=== Try it ===
Look through the records below and copy each line that includes the word "image".

=== Data listing ===
########################################
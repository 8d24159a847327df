use std::sync::Arc;

use crate::{
    application::{dto::UpdateMediaStatusCommand, error::AppError},
    domain::{
        entities::{Video, VideoId},
        repositories::VideoRepository,
        value_objects::{MediaStatus, VideoMediaType},
    },
};

/// Use case for reconciling encoder status messages into the catalog
///
/// The encoder delivers at least once and may reorder, so a message whose
/// resource id matches no slot is dropped without error, and re-applying a
/// terminal status leaves the aggregate unchanged.
pub struct UpdateMediaStatusUseCase<V>
where
    V: VideoRepository + ?Sized,
{
    video_repository: Arc<V>,
}

impl<V> UpdateMediaStatusUseCase<V>
where
    V: VideoRepository + ?Sized,
{
    /// Create a new update media status use case
    pub fn new(video_repository: Arc<V>) -> Self {
        Self { video_repository }
    }

    /// Execute the update media status use case
    pub async fn execute(&self, command: UpdateMediaStatusCommand) -> Result<(), AppError> {
        let video_id = VideoId::from(command.video_id.as_str());
        let mut video = self
            .video_repository
            .find_by_id(&video_id)
            .await
            .map_err(|e| AppError::internal("Failed to load video", e))?
            .ok_or_else(|| AppError::not_found("Video", &command.video_id))?;

        let Some(media_type) = matching_slot(&video, &command.resource_id) else {
            tracing::info!(
                video_id = %video.id,
                resource_id = %command.resource_id,
                "Ignoring status message for an unknown media resource"
            );
            return Ok(());
        };

        match command.status {
            MediaStatus::Pending => Ok(()),
            MediaStatus::Processing => {
                video.processing(media_type);
                self.persist(&video).await
            }
            MediaStatus::Completed => {
                let encoded_location = format!("{}/{}", command.folder, command.filename);
                video.completed(media_type, &encoded_location);
                self.persist(&video).await
            }
        }
    }

    async fn persist(&self, video: &Video) -> Result<(), AppError> {
        self.video_repository
            .update(video)
            .await
            .map_err(|e| AppError::internal("Failed to persist video", e))
    }
}

/// Find the audio/video slot holding the given resource, video slot first
fn matching_slot(video: &Video, resource_id: &str) -> Option<VideoMediaType> {
    if video.video.as_ref().is_some_and(|m| m.id().eq_ignore_ascii_case(resource_id)) {
        return Some(VideoMediaType::Video);
    }
    if video.trailer.as_ref().is_some_and(|m| m.id().eq_ignore_ascii_case(resource_id)) {
        return Some(VideoMediaType::Trailer);
    }
    None
}
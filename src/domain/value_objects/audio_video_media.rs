use super::{Checksum, MediaStatus};
use serde::{Deserialize, Serialize};
use std::hash::{Hash, Hasher};

/// Encodable media attached to a video, such as the main file or a trailer
///
/// Identity is the content checksum, so two values with the same id compare
/// equal regardless of location or status. Status moves forward only:
/// `Pending` to `Processing` to `Completed`, with `completed` idempotent.
#[derive(Debug, Clone, Serialize, Deserialize)]
pub struct AudioVideoMedia {
    id: String,
    checksum: Checksum,
    name: String,
    raw_location: String,
    encoded_location: String,
    status: MediaStatus,
}

impl AudioVideoMedia {
    /// Create a freshly uploaded media in `Pending` state
    #[must_use]
    pub fn with(checksum: Checksum, name: impl Into<String>, raw_location: impl Into<String>) -> Self {
        Self {
            id: checksum.as_str().to_string(),
            checksum,
            name: name.into(),
            raw_location: raw_location.into(),
            encoded_location: String::new(),
            status: MediaStatus::Pending,
        }
    }

    /// Rehydrate a media value from persisted fields
    #[must_use]
    pub fn restore(
        id: impl Into<String>,
        checksum: Checksum,
        name: impl Into<String>,
        raw_location: impl Into<String>,
        encoded_location: impl Into<String>,
        status: MediaStatus,
    ) -> Self {
        Self {
            id: id.into(),
            checksum,
            name: name.into(),
            raw_location: raw_location.into(),
            encoded_location: encoded_location.into(),
            status,
        }
    }

    #[must_use]
    pub fn id(&self) -> &str {
        &self.id
    }

    #[must_use]
    pub fn checksum(&self) -> &Checksum {
        &self.checksum
    }

    #[must_use]
    pub fn name(&self) -> &str {
        &self.name
    }

    #[must_use]
    pub fn raw_location(&self) -> &str {
        &self.raw_location
    }

    #[must_use]
    pub fn encoded_location(&self) -> &str {
        &self.encoded_location
    }

    #[must_use]
    pub fn status(&self) -> MediaStatus {
        self.status
    }

    /// Mark the media as picked up by the encoder
    ///
    /// Only a `Pending` media moves to `Processing`; any later state is
    /// returned unchanged.
    #[must_use]
    pub fn processing(self) -> Self {
        if self.status.is_pending() {
            Self { status: MediaStatus::Processing, ..self }
        } else {
            self
        }
    }

    /// Mark the media as fully encoded at `encoded_location`
    ///
    /// A media already `Completed` keeps its original encoded location.
    #[must_use]
    pub fn completed(self, encoded_location: impl Into<String>) -> Self {
        if self.status.is_completed() {
            self
        } else {
            Self {
                status: MediaStatus::Completed,
                encoded_location: encoded_location.into(),
                ..self
            }
        }
    }
}

impl PartialEq for AudioVideoMedia {
    fn eq(&self, other: &Self) -> bool {
        self.id == other.id
    }
}

impl Eq for AudioVideoMedia {}

impl Hash for AudioVideoMedia {
    fn hash<H: Hasher>(&self, state: &mut H) {
        self.id.hash(state);
    }
}
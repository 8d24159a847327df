use super::StorageError;
use crate::domain::entities::VideoId;
use crate::domain::value_objects::VideoMediaType;

/// Storage folder holding every payload of a video
#[must_use]
pub fn storage_folder(video_id: &VideoId) -> String {
    format!("videoId-{video_id}")
}

/// Reject values that do not form a single path component
///
/// Video ids arrive from external callers and become directory names.
pub fn validate_path_component(value: &str) -> Result<(), StorageError> {
    if value.is_empty() || value.contains(['/', '\\']) || value.contains("..") {
        return Err(StorageError::InvalidPath { path: value.to_string() });
    }
    Ok(())
}

/// Storage filename for a media slot
#[must_use]
pub fn storage_filename(media_type: VideoMediaType) -> String {
    format!("type-{media_type}")
}

/// Detect MIME type from file content
#[must_use]
pub fn detect_content_type(data: &[u8], filename: Option<&str>) -> String {
    // First, try to detect from content
    if data.len() >= 4 {
        match &data[0..4] {
            [0xFF, 0xD8, 0xFF, ..] => return "image/jpeg".to_string(),
            [0x89, 0x50, 0x4E, 0x47] => return "image/png".to_string(),
            [0x47, 0x49, 0x46, 0x38] => return "image/gif".to_string(),
            [0x52, 0x49, 0x46, 0x46] if data.len() >= 12 && &data[8..12] == b"WEBP" => {
                return "image/webp".to_string();
            }
            _ => {}
        }
    }

    if data.len() >= 8 && data[4..8] == [0x66, 0x74, 0x79, 0x70] {
        // ISO base media container: mp4 video or avif image
        if data.len() >= 12 && (&data[8..12] == b"avif" || &data[8..12] == b"avis") {
            return "image/avif".to_string();
        }
        return "video/mp4".to_string();
    }

    // Fall back to filename extension
    if let Some(filename) = filename {
        match filename.split('.').next_back().map(str::to_lowercase).as_deref() {
            Some("jpg" | "jpeg") => "image/jpeg".to_string(),
            Some("png") => "image/png".to_string(),
            Some("gif") => "image/gif".to_string(),
            Some("webp") => "image/webp".to_string(),
            Some("avif") => "image/avif".to_string(),
            Some("mp4") => "video/mp4".to_string(),
            Some("webm") => "video/webm".to_string(),
            Some("mov") => "video/quicktime".to_string(),
            Some("mp3") => "audio/mpeg".to_string(),
            Some("wav") => "audio/wav".to_string(),
            _ => "application/octet-stream".to_string(),
        }
    } else {
        "application/octet-stream".to_string()
    }
}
########################################
=== Answer ===
            [0xFF, 0xD8, 0xFF, ..] => return "image/jpeg".to_string(),
            [0x89, 0x50, 0x4E, 0x47] => return "image/png".to_string(),
            [0x47, 0x49, 0x46, 0x38] => return "image/gif".to_string(),
                return "image/webp".to_string();
        // ISO base media container: mp4 video or avif image
            return "image/avif".to_string();
            Some("jpg" | "jpeg") => "image/jpeg".to_string(),
            Some("png") => "image/png".to_string(),
            Some("gif") => "image/gif".to_string(),
            Some("webp") => "image/webp".to_string(),
            Some("avif") => "image/avif".to_string(),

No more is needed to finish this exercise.